The trouble I have this time round is that Sturgeon's whose argument revolves around the fact that Scotland voted to stay in the EU (let's not split semantics, the split was pretty clear). She wants to take Scotland out of the UK so they can stay within the EU, or specifically the single market. However, it's a plan that falls over for the exact same reasons as last time, along with some new ones:
- If Scotland leaves the U.K., it leaves the EU. End of. They will have to apply to join the EU, which means taking the Euro and sorting out the black hole in their finances.
- If they vote leave before Brexit (possible, on Sturgeon's timetable) it leaves only 6 months max to sort out the legal breaking from the UK. That is far, far too short a time period to achieve that, so Scotland will simply Brexit with the rest of us.
Plus she still has no answer for what currency an indie Scotland will use, where the money to run Scotland is coming from, why you'd rather join the EU than stay with the countries that you do the vast majority of your trade with etc. It's the same non-answered questions as before. She's had three years and got no further in formulating a plan, all the time watching the infrastructure in Scotland fall further and further behind.

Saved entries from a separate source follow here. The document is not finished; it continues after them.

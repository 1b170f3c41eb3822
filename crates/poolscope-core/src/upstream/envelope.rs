//! Layered envelope validation.
//!
//! Decoding order:
//! 1. status probe: must decode, and `status` must be "OK"
//! 2. sentinel probe: `data == "NO DATA"` means no records (probe failure is ignored)
//! 3. full decode into the caller's payload type

use serde::de::DeserializeOwned;
use serde::Deserialize;

use crate::error::{ExporterError, Result};

/// Status value marking a usable payload.
pub const STATUS_OK: &str = "OK";
/// Sentinel `data` value for "valid target, no records yet".
pub const NO_DATA: &str = "NO DATA";

/// Generic scrape-result wrapper.
#[derive(Debug, Deserialize)]
pub struct Envelope<T> {
    pub status: String,
    pub data: T,
}

#[derive(Debug, Deserialize)]
struct StatusProbe {
    #[serde(default)]
    status: Option<String>,
}

#[derive(Debug, Deserialize)]
struct SentinelProbe {
    data: String,
}

/// Validate raw upstream bytes and return the typed payload.
pub fn validate<T: DeserializeOwned>(raw: &[u8]) -> Result<T> {
    let probe: StatusProbe =
        serde_json::from_slice(raw).map_err(|e| ExporterError::Malformed(e.to_string()))?;
    match probe.status {
        Some(ref s) if s == STATUS_OK => {}
        other => {
            let status = other.unwrap_or_default();
            tracing::debug!(%status, "upstream status not OK");
            return Err(ExporterError::NotOk(status));
        }
    }

    if let Ok(sentinel) = serde_json::from_slice::<SentinelProbe>(raw) {
        if sentinel.data == NO_DATA {
            return Err(ExporterError::NoData);
        }
    }

    let env: Envelope<T> =
        serde_json::from_slice(raw).map_err(|e| ExporterError::Malformed(e.to_string()))?;
    Ok(env.data)
}
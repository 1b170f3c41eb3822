use std::collections::BTreeMap;

use poolscope_core::error::Result;
use poolscope_core::upstream::pool::{PoolSnapshot, ServerSample};
use poolscope_core::Target;

use super::registry::{MetricDescriptor, ScrapeRegistry};

/// Build the registry for `/pool`. `servers` must already be reduced to the
/// latest sample per server.
pub fn build_pool_registry(
    namespace: &str,
    target: &Target,
    snapshot: &PoolSnapshot,
    servers: &BTreeMap<String, ServerSample>,
) -> Result<ScrapeRegistry> {
    let mut reg = ScrapeRegistry::new(
        namespace,
        &[("pool", target.id.as_str()), ("pool_name", target.name.as_str())],
    );

    reg.exporter_info(crate::VERSION)?;
    reg.gauge(
        MetricDescriptor::new("pool", "info", "Metadata about the pool.")
            .label("currency", target.currency.symbol.as_str()),
    )?
    .set(1.0);

    let scalars = [
        ("hashrate_hps", "Current total hash rate of the pool (H/s).", snapshot.stats.hash_rate),
        ("miner_count", "Current total number of miners in the pool.", snapshot.stats.miner_count),
        ("worker_count", "Current total number of workers in the pool.", snapshot.stats.worker_count),
        ("price_usd", "Current price (USD).", snapshot.price.usd),
        ("price_btc", "Current price (BTC).", snapshot.price.btc),
    ];
    for (name, help, value) in scalars {
        reg.gauge(MetricDescriptor::new("pool", name, help))?.set(value);
    }

    let server_hashrate = reg.gauge_vec(
        MetricDescriptor::new(
            "pool",
            "server_hashrate_hps",
            "Current hash rate per server (H/s).",
        )
        .variable(&["server"]),
    )?;
    for (server, sample) in servers {
        server_hashrate
            .with_label_values(&[server.as_str()])
            .set(sample.hash_rate);
    }

    Ok(reg)
}
//! Metric assembly: validated upstream data -> request-scoped registry.
//!
//! Metric names follow `{namespace}_{subsystem}_{field}`. Assembly only fails
//! when two metrics collide on the same identity.

pub mod miner;
pub mod pool;
pub mod registry;

pub use miner::build_miner_registry;
pub use pool::build_pool_registry;
pub use registry::{MetricDescriptor, ScrapeRegistry};
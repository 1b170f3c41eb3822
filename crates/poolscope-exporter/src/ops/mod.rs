//! Operational HTTP endpoints.
//!
//! - `/`        : exporter banner, configured pools, usage
//! - `/healthz` : liveness
//! - fallback   : plain 404

use axum::{
    extract::State,
    http::StatusCode,
    response::IntoResponse,
};

use crate::app_state::AppState;

pub async fn index(State(state): State<AppState>) -> impl IntoResponse {
    let pools: String = state
        .catalog()
        .ids()
        .into_iter()
        .map(|id| format!("- {id}\n"))
        .collect();
    let body = format!(
        "{name} version {version}.\n\nPool IDs:\n{pools}\nMetrics paths:\n\
         - Pool: /pool?pool=<pool>\n\
         - Miner: /miner?pool=<pool>&target=<miner-address>\n",
        name = crate::NAME,
        version = crate::VERSION,
    );
    (StatusCode::OK, body)
}

pub async fn healthz() -> impl IntoResponse {
    (StatusCode::OK, "ok")
}

pub async fn not_found() -> impl IntoResponse {
    (StatusCode::NOT_FOUND, "404 - Page not found.\n")
}
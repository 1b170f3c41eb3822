//! Pool-level payloads (`/poolStats`, `/servers/history`).

use serde::Deserialize;

use super::nullable;

/// `data` of `/poolStats`.
#[derive(Debug, Clone, Default, Deserialize)]
#[serde(default)]
pub struct PoolSnapshot {
    #[serde(rename = "poolStats")]
    pub stats: PoolStats,
    pub price: PoolPrice,
}

#[derive(Debug, Clone, Default, Deserialize)]
#[serde(default)]
pub struct PoolStats {
    #[serde(rename = "hashRate", deserialize_with = "nullable")]
    pub hash_rate: f64,
    #[serde(rename = "miners", deserialize_with = "nullable")]
    pub miner_count: f64,
    #[serde(rename = "workers", deserialize_with = "nullable")]
    pub worker_count: f64,
}

#[derive(Debug, Clone, Default, Deserialize)]
#[serde(default)]
pub struct PoolPrice {
    #[serde(deserialize_with = "nullable")]
    pub usd: f64,
    #[serde(deserialize_with = "nullable")]
    pub btc: f64,
}

/// One element of `/servers/history`.
#[derive(Debug, Clone, Default, PartialEq, Deserialize)]
#[serde(default)]
pub struct ServerSample {
    #[serde(deserialize_with = "nullable")]
    pub server: String,
    /// Unix seconds.
    #[serde(deserialize_with = "nullable")]
    pub time: i64,
    #[serde(rename = "hashrate", deserialize_with = "nullable")]
    pub hash_rate: f64,
}
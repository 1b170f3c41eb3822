//! Per-request scrape pipeline.
//!
//! `ResolveTarget -> Scrape -> Validate -> (Reduce) -> Assemble`. The first
//! failure ends the request; nothing is retried.

use std::future::Future;
use std::time::Duration;

use serde::de::DeserializeOwned;

use poolscope_core::error::{ErrorClass, ExporterError, Result};
use poolscope_core::reduce::reduce_latest;
use poolscope_core::upstream::envelope::validate;
use poolscope_core::upstream::miner::{MinerSnapshot, WorkerSample};
use poolscope_core::upstream::pool::{PoolSnapshot, ServerSample};
use poolscope_core::upstream::{
    miner_stats_path, miner_workers_path, POOL_SERVERS_PATH, POOL_STATS_PATH,
};

use crate::app_state::AppState;
use crate::assemble::{build_miner_registry, build_pool_registry, ScrapeRegistry};
use crate::scrape::UpstreamFetcher;

/// Treat an absent or empty query parameter as missing.
pub fn required<'a>(value: Option<&'a str>, what: &'static str) -> Result<&'a str> {
    match value {
        Some(v) if !v.is_empty() => Ok(v),
        _ => Err(ExporterError::MissingParam(what)),
    }
}

/// Fetch one upstream URL and validate it into `T`.
pub async fn scrape<T: DeserializeOwned>(fetcher: &dyn UpstreamFetcher, url: &str) -> Result<T> {
    let raw = fetcher.fetch(url).await?;
    validate::<T>(&raw).map_err(|e| {
        if e.class() == ErrorClass::UpstreamLogical {
            tracing::debug!(
                %url,
                error = %e,
                raw = %String::from_utf8_lossy(&raw),
                "failed to validate upstream data"
            );
        }
        e
    })
}

/// Run two upstream calls under one deadline, concurrently or in order.
///
/// Both modes report the first call's error when both fail, so the response
/// does not depend on which upstream answered faster.
async fn join_upstream<A, B, FA, FB>(
    concurrent: bool,
    deadline: Duration,
    a: FA,
    b: FB,
) -> Result<(A, B)>
where
    FA: Future<Output = Result<A>>,
    FB: Future<Output = Result<B>>,
{
    let work = async move {
        if concurrent {
            let (a, b) = tokio::join!(a, b);
            Ok::<_, ExporterError>((a?, b?))
        } else {
            let a = a.await?;
            let b = b.await?;
            Ok::<_, ExporterError>((a, b))
        }
    };
    tokio::time::timeout(deadline, work).await.map_err(|_| {
        ExporterError::Transport(format!("upstream deadline of {}ms exceeded", deadline.as_millis()))
    })?
}

/// `/pool?pool=<id>`
pub async fn pool_snapshot(app: &AppState, pool: Option<&str>) -> Result<ScrapeRegistry> {
    let pool_id = required(pool, "pool")?;
    let target = app.catalog().resolve(pool_id)?;

    let fetcher = app.fetcher();
    let stats_url = target.endpoint(POOL_STATS_PATH);
    let servers_url = target.endpoint(POOL_SERVERS_PATH);
    let (stats, servers) = join_upstream(
        app.cfg().exporter.concurrent_fetch,
        app.cfg().exporter.upstream_timeout(),
        scrape::<PoolSnapshot>(fetcher, &stats_url),
        scrape::<Vec<ServerSample>>(fetcher, &servers_url),
    )
    .await?;

    let latest = reduce_latest(&servers);
    tracing::debug!(pool = %target.id, samples = servers.len(), servers = latest.len(), "reduced server history");

    build_pool_registry(app.namespace(), &target, &stats, &latest)
}

/// `/miner?pool=<id>&target=<address>`
pub async fn miner_snapshot(
    app: &AppState,
    pool: Option<&str>,
    miner: Option<&str>,
) -> Result<ScrapeRegistry> {
    let pool_id = required(pool, "pool")?;
    let target = app.catalog().resolve(pool_id).map_err(|e| match e {
        ExporterError::InvalidTarget(id) => ExporterError::TargetNotFound(id),
        other => other,
    })?;
    let miner = required(miner, "miner address")?;

    let fetcher = app.fetcher();
    let stats_url = target.endpoint(&miner_stats_path(miner));
    let workers_url = target.endpoint(&miner_workers_path(miner));
    let (stats, workers) = join_upstream(
        app.cfg().exporter.concurrent_fetch,
        app.cfg().exporter.upstream_timeout(),
        scrape::<MinerSnapshot>(fetcher, &stats_url),
        scrape::<Vec<WorkerSample>>(fetcher, &workers_url),
    )
    .await?;

    build_miner_registry(app.namespace(), &target, miner, &stats, &workers)
}
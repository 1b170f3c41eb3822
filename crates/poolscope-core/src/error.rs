//! Shared error type across poolscope crates.

use thiserror::Error;

/// Coarse failure classes (stable API, used in logs and tests).
#[derive(Debug, Clone, Copy, PartialEq, Eq)]
pub enum ErrorClass {
    /// Missing/invalid request parameter or unknown target.
    ClientInput,
    /// Network or IO failure reaching the provider.
    UpstreamTransport,
    /// Provider answered with a non-OK status or an unexpected shape.
    UpstreamLogical,
    /// Provider knows the request shape but has no records for the target.
    UpstreamNoData,
    /// Metric construction violated a registry invariant.
    Assembly,
    /// Configuration or startup failure.
    Internal,
}

impl ErrorClass {
    /// String representation used in log fields.
    pub fn as_str(self) -> &'static str {
        match self {
            ErrorClass::ClientInput => "CLIENT_INPUT",
            ErrorClass::UpstreamTransport => "UPSTREAM_TRANSPORT",
            ErrorClass::UpstreamLogical => "UPSTREAM_LOGICAL",
            ErrorClass::UpstreamNoData => "UPSTREAM_NO_DATA",
            ErrorClass::Assembly => "ASSEMBLY",
            ErrorClass::Internal => "INTERNAL",
        }
    }
}

/// Shared result type.
pub type Result<T> = std::result::Result<T, ExporterError>;

/// Unified error type used by core and exporter.
#[derive(Debug, Error)]
pub enum ExporterError {
    /// A required query parameter is absent or empty. Holds the display name.
    #[error("missing {0}")]
    MissingParam(&'static str),
    #[error("invalid pool: {0}")]
    InvalidTarget(String),
    #[error("pool not found: {0}")]
    TargetNotFound(String),
    #[error("failed to scrape target: {0}")]
    Transport(String),
    #[error("failed to parse scraped data: {0}")]
    Malformed(String),
    #[error("API data not OK (status {0:?})")]
    NotOk(String),
    #[error("API data not found")]
    NoData,
    #[error("failed to assemble metrics: {0}")]
    Assembly(String),
    /// Configuration or process startup failure.
    #[error("startup: {0}")]
    Startup(String),
}

impl ExporterError {
    /// Map an error to its failure class.
    pub fn class(&self) -> ErrorClass {
        match self {
            ExporterError::MissingParam(_)
            | ExporterError::InvalidTarget(_)
            | ExporterError::TargetNotFound(_) => ErrorClass::ClientInput,
            ExporterError::Transport(_) => ErrorClass::UpstreamTransport,
            ExporterError::Malformed(_) | ExporterError::NotOk(_) => ErrorClass::UpstreamLogical,
            ExporterError::NoData => ErrorClass::UpstreamNoData,
            ExporterError::Assembly(_) => ErrorClass::Assembly,
            ExporterError::Startup(_) => ErrorClass::Internal,
        }
    }
}
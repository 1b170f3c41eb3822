//! Scrape endpoint handlers.
//!
//! Each request either renders a complete registry or a single plain-text
//! error; partial metric output is never written.

use axum::{
    extract::{Query, State},
    http::{header, StatusCode},
    response::{IntoResponse, Response},
};
use prometheus::{Encoder, TextEncoder};
use serde::Deserialize;

use poolscope_core::error::{ErrorClass, ExporterError};

use crate::app_state::AppState;
use crate::assemble::ScrapeRegistry;
use crate::pipeline;

/// Raw query pairs in request order. Repeated keys are kept; lookups take
/// the first occurrence.
#[derive(Debug, Default, Deserialize)]
#[serde(transparent)]
pub struct ScrapeQuery(Vec<(String, String)>);

impl ScrapeQuery {
    pub fn first(&self, key: &str) -> Option<&str> {
        self.0
            .iter()
            .find(|(k, _)| k == key)
            .map(|(_, v)| v.as_str())
    }
}

/// HTTP view of an `ExporterError`.
#[derive(Debug)]
pub struct ApiError(pub ExporterError);

impl ApiError {
    pub fn status(&self) -> StatusCode {
        match &self.0 {
            ExporterError::MissingParam(_) | ExporterError::InvalidTarget(_) => {
                StatusCode::BAD_REQUEST
            }
            ExporterError::TargetNotFound(_) | ExporterError::NoData => StatusCode::NOT_FOUND,
            ExporterError::Transport(_)
            | ExporterError::Malformed(_)
            | ExporterError::NotOk(_)
            | ExporterError::Assembly(_)
            | ExporterError::Startup(_) => StatusCode::INTERNAL_SERVER_ERROR,
        }
    }

    fn message(&self) -> String {
        match &self.0 {
            ExporterError::MissingParam(what) => format!("Missing {what}."),
            ExporterError::InvalidTarget(_) => "Invalid pool.".into(),
            ExporterError::TargetNotFound(_) => "Pool not found.".into(),
            ExporterError::Transport(cause) => format!("Failed to scrape target: {cause}"),
            ExporterError::Malformed(_) => "Failed to parse scraped data.".into(),
            ExporterError::NotOk(_) => "API data not OK.".into(),
            ExporterError::NoData => "API data not found.".into(),
            ExporterError::Assembly(_) | ExporterError::Startup(_) => {
                "Failed to build metrics.".into()
            }
        }
    }
}

impl From<ExporterError> for ApiError {
    fn from(e: ExporterError) -> Self {
        Self(e)
    }
}

impl IntoResponse for ApiError {
    fn into_response(self) -> Response {
        let status = self.status();
        let class = self.0.class();
        if class == ErrorClass::ClientInput {
            tracing::debug!(error = %self.0, class = class.as_str(), "rejected scrape request");
        } else {
            tracing::warn!(error = %self.0, class = class.as_str(), "scrape failed");
        }
        let body = format!("{} - {}\n", status.as_u16(), self.message());
        (status, body).into_response()
    }
}

/// Encode a finished registry in the Prometheus text format.
pub fn render(registry: &ScrapeRegistry) -> Response {
    let encoder = TextEncoder::new();
    let mut buffer = Vec::new();
    match encoder.encode(&registry.gather(), &mut buffer) {
        Ok(()) => (
            StatusCode::OK,
            [(header::CONTENT_TYPE, encoder.format_type().to_string())],
            buffer,
        )
            .into_response(),
        Err(e) => ApiError(ExporterError::Assembly(format!("encoding failed: {e}"))).into_response(),
    }
}

pub async fn pool_metrics(State(app): State<AppState>, Query(q): Query<ScrapeQuery>) -> Response {
    let pool = q.first("pool");
    tracing::debug!(endpoint = "pool", ?pool, "scrape request");
    match pipeline::pool_snapshot(&app, pool).await {
        Ok(registry) => render(&registry),
        Err(e) => ApiError(e).into_response(),
    }
}

pub async fn miner_metrics(State(app): State<AppState>, Query(q): Query<ScrapeQuery>) -> Response {
    let (pool, miner) = (q.first("pool"), q.first("target"));
    tracing::debug!(endpoint = "miner", ?pool, ?miner, "scrape request");
    match pipeline::miner_snapshot(&app, pool, miner).await {
        Ok(registry) => render(&registry),
        Err(e) => ApiError(e).into_response(),
    }
}
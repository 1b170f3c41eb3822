//! Upstream REST contracts.
//!
//! Every endpoint answers with the same `{status, data}` envelope, but `data`
//! may be an object, an array, or the literal string "NO DATA". The envelope
//! module resolves that ambiguity; the pool/miner modules hold the payloads
//! with their wire field names preserved verbatim.

pub mod envelope;
pub mod miner;
pub mod pool;

use percent_encoding::{utf8_percent_encode, AsciiSet, NON_ALPHANUMERIC};
use serde::{Deserialize, Deserializer};

/// Path suffix for pool statistics.
pub const POOL_STATS_PATH: &str = "/poolStats";
/// Path suffix for per-server hash rate history.
pub const POOL_SERVERS_PATH: &str = "/servers/history";

/// Path suffix for a miner's current statistics.
pub fn miner_stats_path(miner: &str) -> String {
    format!("/miner/{}/currentStats", encode_segment(miner))
}

/// Path suffix for a miner's workers.
pub fn miner_workers_path(miner: &str) -> String {
    format!("/miner/{}/workers", encode_segment(miner))
}

/// Everything outside the unreserved set, so a miner address can never
/// escape its path segment.
const SEGMENT: &AsciiSet = &NON_ALPHANUMERIC
    .remove(b'-')
    .remove(b'.')
    .remove(b'_')
    .remove(b'~');

fn encode_segment(s: &str) -> String {
    utf8_percent_encode(s, SEGMENT).to_string()
}

/// Upstream sends `null` for values it does not have; treat it as the zero value.
pub(crate) fn nullable<'de, D, T>(d: D) -> std::result::Result<T, D::Error>
where
    D: Deserializer<'de>,
    T: Deserialize<'de> + Default,
{
    Ok(Option::<T>::deserialize(d)?.unwrap_or_default())
}
//! Value types describing what a subtree needs.

use pci_fabric::{Interval, NodeId, ResourceType, Slot};

/// Minimum granularity of an I/O window programmed into a bridge.
pub const IO_WINDOW_ALIGN: u64 = 0x1000;
/// Minimum granularity of a memory or prefetchable memory window programmed into a bridge.
pub const MEM_WINDOW_ALIGN: u64 = 0x10_0000;

/// A need whose address the allocator chooses.
#[derive(Debug, Copy, Clone, PartialEq, Eq, Hash)]
pub struct SizedRequest {
    pub owner: NodeId,
    pub slot: Slot,
    pub size: u64,
    /// Power of two; 1 means unaligned.
    pub align: u64,
}

impl SizedRequest {
    pub fn new(owner: NodeId, slot: Slot, size: u64, align: u64) -> Self {
        let align = align.max(1);
        debug_assert!(align.is_power_of_two());
        Self {
            owner,
            slot,
            size,
            align,
        }
    }

    /// Places this request at the first `align`-ed address at or after `base`. `None` when
    /// that runs past the end of the address space.
    pub fn place_at(&self, base: u64) -> Option<PlacedRequest> {
        let base = align_up(base, self.align)?;
        let end = base.checked_add(self.size)?;
        Some(PlacedRequest::new(self.owner, self.slot, base, end))
    }
}

/// A need bound to the half-open range `[base, end)`.
#[derive(Debug, Copy, Clone, PartialEq, Eq, Hash)]
pub struct PlacedRequest {
    pub owner: NodeId,
    pub slot: Slot,
    pub base: u64,
    pub end: u64,
}

impl PlacedRequest {
    pub fn new(owner: NodeId, slot: Slot, base: u64, end: u64) -> Self {
        debug_assert!(base <= end);
        Self {
            owner,
            slot,
            base,
            end,
        }
    }

    pub fn len(&self) -> u64 {
        self.end - self.base
    }

    pub fn is_empty(&self) -> bool {
        self.end == self.base
    }

    pub fn interval(&self) -> Interval {
        Interval::new(self.base, self.len())
    }
}

/// Aggregate need of one node for one resource type.
///
/// For a bridge this is what its children need from its window; `window_align` is the alignment
/// the bridge's own window must honour when the parent places it. Intermediate per-child
/// entries built while sorting use the same shape with the child as owner.
#[derive(Debug, Clone, PartialEq, Eq, Hash)]
pub struct BridgeRequirement {
    pub owner: NodeId,
    pub resource: ResourceType,
    /// Descending alignment, then descending size. Bus numbers keep arrival order.
    pub relocatable: Vec<SizedRequest>,
    /// Ascending base.
    pub fixed: Vec<PlacedRequest>,
    pub window_align: u64,
}

impl BridgeRequirement {
    pub fn new(owner: NodeId, resource: ResourceType) -> Self {
        Self {
            owner,
            resource,
            relocatable: Vec::new(),
            fixed: Vec::new(),
            window_align: 1,
        }
    }

    /// A need made of a single already-placed entry.
    pub fn pinned(resource: ResourceType, placed: PlacedRequest) -> Self {
        Self {
            fixed: vec![placed],
            ..Self::new(placed.owner, resource)
        }
    }

    pub fn is_empty(&self) -> bool {
        self.relocatable.is_empty() && self.fixed.is_empty()
    }

    pub fn is_fixed(&self) -> bool {
        !self.fixed.is_empty()
    }

    /// Lowest fixed base.
    pub fn fixed_base(&self) -> Option<u64> {
        self.fixed.first().map(|f| f.base)
    }

    /// Highest fixed end.
    pub fn fixed_end(&self) -> Option<u64> {
        self.fixed.last().map(|f| f.end)
    }

    /// Alignment of the head relocatable entry, the strictest one after sorting.
    pub fn head_align(&self) -> u64 {
        self.relocatable.first().map_or(1, |r| r.align)
    }
}

pub(crate) fn align_up(value: u64, align: u64) -> Option<u64> {
    debug_assert!(align.is_power_of_two());
    let mask = align - 1;
    value.checked_add(mask).map(|v| v & !mask)
}

pub(crate) fn align_down(value: u64, align: u64) -> u64 {
    debug_assert!(align.is_power_of_two());
    value & !(align - 1)
}

/// Space taken by `list` when packed from an `align`-ed base, gaps included.
///
/// Saturates at `u64::MAX`, a size no range can hold.
pub fn sum_aligned_size(list: &[SizedRequest]) -> u64 {
    packed_end(list, 0).unwrap_or(u64::MAX)
}

/// Exclusive end of `list` packed in order from `base`, or `None` past the address space.
pub(crate) fn packed_end(list: &[SizedRequest], base: u64) -> Option<u64> {
    list.iter().try_fold(base, |end, r| {
        align_up(end, r.align)?.checked_add(r.size)
    })
}

/// Packs `list` in order from `base`, each entry at its own alignment.
pub(crate) fn pack_from(list: &[SizedRequest], base: u64) -> Option<Vec<PlacedRequest>> {
    let mut next = base;
    list.iter()
        .map(|r| {
            let placed = r.place_at(next)?;
            next = placed.end;
            Some(placed)
        })
        .collect()
}

/// Alignment a bridge window for `resource` needs when its contents need `align`.
pub fn window_align(resource: ResourceType, align: u64) -> u64 {
    match resource {
        ResourceType::Io => align.max(IO_WINDOW_ALIGN),
        ResourceType::Mem | ResourceType::PrefetchMem => align.max(MEM_WINDOW_ALIGN),
        ResourceType::Bus => align.max(1),
    }
}

/// Rounds a window size up to the bridge granularity for `resource`, saturating at
/// `u64::MAX`.
pub fn window_size(resource: ResourceType, size: u64) -> u64 {
    let granule = match resource {
        ResourceType::Io => IO_WINDOW_ALIGN,
        ResourceType::Mem | ResourceType::PrefetchMem => MEM_WINDOW_ALIGN,
        ResourceType::Bus => return size,
    };
    align_up(size, granule).unwrap_or(u64::MAX)
}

Let's assume they vote to leave in time, and sort out the documentation, and manage to do a deal with the EU where they keep single market access (which means unlimited immigration, if that's even a concern at all). Or even a deal to join the EU proper. Regardless, Spain will always vote no due to Catalonia wanting independence which means it's dead in the water. I find myself this time not being too fussed if Scotland votes to leave or not, but I do find myself hoping that it's for the right reasons and not a pie in the sky dream like Bexit was. Make your leaders give you accurate answers, not Evil Tory Pig-Dog rhetoric.